Non «indurci in tentazione» implica una decisione del cuore: dov’è il tuo tesoro, sarà anche il tuo cuore,.. Nessuno può servire a due padroni» (Mt 6: 21-24). A volte quello che noi reputiamo tentazione in realtà altro non è che la nostra concupiscenza, ma noi siamo così furbi da affibbiare al diavolo le nostre colpe, ecco perché Paolo dice: «nessuna tentazione vi ha finora sorpresi se non umana; infatti Dio è fedele e non permetterà che siate tentati oltre le vostre forze, ma con la tentazione vi darà anche la via d’uscita e la forza per sopportarla» (1Co 10:13).

Note:
[1] Ebr: nasah = tentazione, tentativo, prova; massah = tentativo; gr: peirazo = tentare, subire, cercare, mettere alla prova.
[2] RICHARD RICE, THE REIGN OF GOD, ANDREWS UNIVERSITY PRESS, BERRIEN SPRINGS, MICHIGAN – USA 1985  “Il regno di Dio – cap. VII: La dottrina di Cristo: Chi era Gesù (121).
[3]  Cfr. Ap 12:9,10,12‑17
[4] Proverbi 4:23
[5] L’immagine di Dio nell’uomo è sta deturpata, ma non cancellata dal peccato.
[6] “non ci esporre alla tentazione” (NR); “non ci indurre in tentazione” (Cei); “non esporci alla tentazione” (ND)
[7] MIEGGE Giovanni, Il Sermone sul Monte, ed. Claudiana, Torino 1970, pp. 214-220.

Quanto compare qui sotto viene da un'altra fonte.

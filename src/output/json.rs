use anyhow::Result;
use serde::Serialize;

/// Pretty-print any serializable value as JSON to stdout. Every command
/// supports --json through this.
pub fn print_json<T: Serialize>(value: &T) -> Result<()> {
    let json = serde_json::to_string_pretty(value)?;
    println!("{json}");
    Ok(())
}
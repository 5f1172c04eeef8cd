use std::cmp::Ordering;
use std::str::FromStr;

use crate::records::group::GroupedCall;
use crate::records::timestamp::parse_api_timestamp;
use crate::records::CallRecord;

#[derive(Debug, Clone, Copy, PartialEq, Eq)]
pub enum SortKey {
    Id,
    Phone,
    Voice,
    ListId,
    Category,
    Timestamp,
    /// Per-stage category column in the grouped admin view.
    Stage(i64),
}

impl FromStr for SortKey {
    type Err = String;

    fn from_str(s: &str) -> Result<Self, Self::Err> {
        match s {
            "id" => Ok(SortKey::Id),
            "phone" => Ok(SortKey::Phone),
            "voice" => Ok(SortKey::Voice),
            "list-id" | "list_id" => Ok(SortKey::ListId),
            "category" => Ok(SortKey::Category),
            "timestamp" => Ok(SortKey::Timestamp),
            other => match other.strip_prefix("stage").and_then(|n| n.parse().ok()) {
                Some(n) => Ok(SortKey::Stage(n)),
                None => Err(format!(
                    "unknown sort key: {other}. Use: id, phone, voice, list-id, category, timestamp, stageN"
                )),
            },
        }
    }
}

#[derive(Debug, Clone, Copy, Default, PartialEq, Eq)]
pub enum SortDirection {
    #[default]
    Ascending,
    Descending,
}

fn directed(ordering: Ordering, direction: SortDirection) -> Ordering {
    match direction {
        SortDirection::Ascending => ordering,
        SortDirection::Descending => ordering.reverse(),
    }
}

/// Epoch milliseconds for timestamp comparison; unparseable sorts as 0.
fn ts_millis(raw: &str) -> i64 {
    parse_api_timestamp(raw)
        .map(|ts| ts.and_utc().timestamp_millis())
        .unwrap_or(0)
}

/// Sort client-view records in place. Stable, so tied keys keep their
/// filtered order and pagination stays reproducible.
pub fn sort_records(records: &mut [CallRecord], key: SortKey, direction: SortDirection) {
    records.sort_by(|a, b| {
        let ordering = match key {
            SortKey::Phone => a.phone.to_lowercase().cmp(&b.phone.to_lowercase()),
            SortKey::ListId => a.list_id.to_lowercase().cmp(&b.list_id.to_lowercase()),
            SortKey::Category => a
                .category
                .label()
                .to_lowercase()
                .cmp(&b.category.label().to_lowercase()),
            SortKey::Timestamp => ts_millis(&a.timestamp).cmp(&ts_millis(&b.timestamp)),
            // Id is also the fallback for keys this view doesn't have.
            SortKey::Id | SortKey::Voice | SortKey::Stage(_) => a.id.cmp(&b.id),
        };
        directed(ordering, direction)
    });
}

/// Sort grouped admin-view calls in place. A missing stage compares as the
/// empty string, so it sorts first ascending.
pub fn sort_grouped(calls: &mut [GroupedCall], key: SortKey, direction: SortDirection) {
    calls.sort_by(|a, b| {
        let ordering = match key {
            SortKey::Phone => a.number.to_lowercase().cmp(&b.number.to_lowercase()),
            SortKey::Voice => a.voice.to_lowercase().cmp(&b.voice.to_lowercase()),
            SortKey::ListId => a.list_id.to_lowercase().cmp(&b.list_id.to_lowercase()),
            SortKey::Timestamp => {
                ts_millis(&a.first_timestamp).cmp(&ts_millis(&b.first_timestamp))
            }
            SortKey::Stage(n) => stage_category(a, n).cmp(&stage_category(b, n)),
            SortKey::Id | SortKey::Category => a.id.cmp(&b.id),
        };
        directed(ordering, direction)
    });
}

fn stage_category(call: &GroupedCall, stage: i64) -> String {
    call.stage(stage)
        .map(|s| s.category.to_lowercase())
        .unwrap_or_default()
}

#[cfg(test)]
mod tests {
    use super::*;
    use crate::api::types::RawCall;
    use crate::records::group::group_by_number;
    use crate::records::{normalize_call, test_raw_call, CategoryPalette};

    fn record(id: i64, phone: &str, category: &str, ts: &str) -> CallRecord {
        let palette = CategoryPalette::from_api(&[]);
        normalize_call(
            &test_raw_call(id, phone, Some(category), Some(ts)),
            &palette,
        )
    }

    #[test]
    fn sort_key_parses_dynamic_stage_columns() {
        assert_eq!("stage3".parse::<SortKey>(), Ok(SortKey::Stage(3)));
        assert_eq!("timestamp".parse::<SortKey>(), Ok(SortKey::Timestamp));
        assert!("stageX".parse::<SortKey>().is_err());
    }

    #[test]
    fn timestamp_sort_orders_chronologically() {
        let mut records = vec![
            record(1, "+1", "Qualified", "12/15/2025, 18:08:24"),
            record(2, "+1", "Qualified", "12/15/2025, 09:00:00"),
            record(3, "+1", "Qualified", "1/2/2026, 00:00:00"),
        ];
        sort_records(&mut records, SortKey::Timestamp, SortDirection::Ascending);
        let ids: Vec<i64> = records.iter().map(|r| r.id).collect();
        assert_eq!(ids, vec![2, 1, 3]);

        sort_records(&mut records, SortKey::Timestamp, SortDirection::Descending);
        let ids: Vec<i64> = records.iter().map(|r| r.id).collect();
        assert_eq!(ids, vec![3, 1, 2]);
    }

    #[test]
    fn ties_keep_prior_order() {
        let mut records = vec![
            record(2, "+1", "Qualified", "12/15/2025, 09:00:00"),
            record(1, "+1", "Qualified", "12/15/2025, 09:00:00"),
            record(3, "+1", "Qualified", "12/15/2025, 09:00:00"),
        ];
        sort_records(&mut records, SortKey::Category, SortDirection::Ascending);
        let ids: Vec<i64> = records.iter().map(|r| r.id).collect();
        assert_eq!(ids, vec![2, 1, 3]);
    }

    fn staged(id: i64, number: &str, stage: i64, category: &str) -> RawCall {
        RawCall {
            id,
            number: number.into(),
            list_id: "1".into(),
            category: Some(category.into()),
            category_color: None,
            voice: None,
            timestamp: None,
            transcription: None,
            stage: Some(stage),
        }
    }

    #[test]
    fn missing_stage_sorts_first_ascending() {
        let calls = vec![
            staged(1, "+15550000001", 2, "Zeta"),
            staged(2, "+15550000002", 1, "Alpha"),
            staged(3, "+15550000003", 2, "Alpha"),
        ];
        let mut grouped = group_by_number(&calls).calls;
        sort_grouped(&mut grouped, SortKey::Stage(2), SortDirection::Ascending);
        let ids: Vec<i64> = grouped.iter().map(|c| c.id).collect();
        // id 2 has no stage 2 (empty string), then Alpha, then Zeta.
        assert_eq!(ids, vec![2, 3, 1]);
    }
}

[8]  La parola greca eisenegkêis è composta da due parole: «eis» e «enegkêis» la prima significa “andare verso qualcosa” la seconda significa “caduta”  = “andare verso la caduta”. La bibbia Piemme suggerisce la seguente traduzione: «fa che non entriamo in tentazione ma liberaci dal maligno». Diodati, la Bibbia di Gerusalemme e della CEI, traducono in una forma lette­ral­mente esatta: «Non indurci…» come la Vulgata. Questa espressione fa pensare all’esercizio di una pressione di Dio sulla volontà dell’uomo per compiere una azio­ne con il senso di persua­de­re”, “influenzare”. Il Luzzi e la Nuova Diodati tradu­cendo: «Non ci esporre…» sono meno vigorosi, eleganti, attenuano la tradu­zione del Diodati e non si prestano alla scandalo.
La versione ecumenica, La Parola del Signore, riporta: «Fai che non cadiamo in tenta­zione». È una traduzione esplicativa tipo quella della versione Synodale fran­cese.

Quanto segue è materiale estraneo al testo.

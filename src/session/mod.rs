use anyhow::{Context, Result};
use serde::{Deserialize, Serialize};
use std::path::{Path, PathBuf};

/// Persisted login state, written to ~/.xdial/session.json after a
/// successful login and cleared on logout or auth failure.
#[derive(Debug, Deserialize, Serialize, Clone)]
pub struct Session {
    pub access_token: String,
    pub user_id: String,
    pub username: String,
    pub role: String,
}

/// Path to the session file: ~/.xdial/session.json
pub fn session_path() -> Result<PathBuf> {
    let home = dirs::home_dir().context("Could not determine home directory")?;
    Ok(home.join(".xdial").join("session.json"))
}

impl Session {
    /// Load the saved session, if any. A missing file is not an error.
    pub fn load() -> Result<Option<Self>> {
        Self::load_from(&session_path()?)
    }

    pub fn load_from(path: &Path) -> Result<Option<Self>> {
        if !path.exists() {
            return Ok(None);
        }
        let content = std::fs::read_to_string(path)
            .with_context(|| format!("Failed to read session: {}", path.display()))?;
        let session: Session =
            serde_json::from_str(&content).with_context(|| "Failed to parse session.json")?;
        Ok(Some(session))
    }

    pub fn save(&self) -> Result<()> {
        self.save_to(&session_path()?)
    }

    pub fn save_to(&self, path: &Path) -> Result<()> {
        if let Some(parent) = path.parent() {
            std::fs::create_dir_all(parent)?;
        }
        let content = serde_json::to_string_pretty(self)?;
        std::fs::write(path, content)
            .with_context(|| format!("Failed to write session: {}", path.display()))?;
        Ok(())
    }
}

/// Delete the session file. Returns false if there was nothing to clear.
pub fn clear() -> Result<bool> {
    clear_at(&session_path()?)
}

pub fn clear_at(path: &Path) -> Result<bool> {
    if !path.exists() {
        return Ok(false);
    }
    std::fs::remove_file(path)
        .with_context(|| format!("Failed to remove session: {}", path.display()))?;
    Ok(true)
}

#[cfg(test)]
mod tests {
    use super::*;

    fn sample() -> Session {
        Session {
            access_token: "tok-123".into(),
            user_id: "42".into(),
            username: "agent".into(),
            role: "client".into(),
        }
    }

    #[test]
    fn save_then_load_round_trips() {
        let dir = tempfile::tempdir().unwrap();
        let path = dir.path().join(".xdial").join("session.json");
        sample().save_to(&path).unwrap();
        let loaded = Session::load_from(&path).unwrap().unwrap();
        assert_eq!(loaded.access_token, "tok-123");
        assert_eq!(loaded.username, "agent");
    }

    #[test]
    fn missing_file_loads_as_none() {
        let dir = tempfile::tempdir().unwrap();
        let path = dir.path().join("session.json");
        assert!(Session::load_from(&path).unwrap().is_none());
    }

    #[test]
    fn clear_removes_the_file() {
        let dir = tempfile::tempdir().unwrap();
        let path = dir.path().join("session.json");
        sample().save_to(&path).unwrap();
        assert!(clear_at(&path).unwrap());
        assert!(!clear_at(&path).unwrap());
        assert!(Session::load_from(&path).unwrap().is_none());
    }

    #[test]
    fn malformed_session_is_an_error() {
        let dir = tempfile::tempdir().unwrap();
        let path = dir.path().join("session.json");
        std::fs::write(&path, "not json").unwrap();
        assert!(Session::load_from(&path).is_err());
    }
}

[9] Da rilevare che Luca che scrive per dei lettori gentili, un pubblico non pret­tamente giu­daico dice: «Fu condotto dallo Spirito nel deserto…, dove era tentato dal diavolo» 4:1. Stessa espressione nel vangelo di Marco: «Lo Spirito lo sospinse nel deserto; e nel deserto rima­se per quaranta giorni, tentato da Satana» 1:13.
[10] E. G. White, Con Gesù sul monte delle beatitudini “Il Padre nostro”, ed. AdV, Impruneta (Fi)
[11] Genesi 22:1; 42:15; Esodo 15:25; 16:4; Giudici 3:1; Salmo 66:10; Ebrei 11, ecc. Questi testi vanno letti tenendo conto che per  il pio Israelita, in contrapposizione al politeismo, riteneva che Dio fosse all’origine di tutto: del bene e del male, della disgrazia e del benessere, della vita e della morte. Tutto dipendeva da lui  quindi ogni cosa accadeva per sua volontà. Ad esempio sembra che Dio spinga Davide a fare il censimento, reputato poi colpa; invece egli solamente permette che lo spirito del male spinga Davide a fare il censimento (cfr. 2 Sam 24:1 con 1 Cron 21:1). Sembrerebbe che Dio assegni a Isaia la missione di pervertire il popolo (Is 6:9 ss), mentre in realtà soltanto prevede che il popolo prenderà occasione della predicazione del profeta per divenire sempre più malvagio.
[12] MIEGGE Giovanni, Il Sermone sul Monte, ed. Claudiana, Torino 1970, pp. 214-220.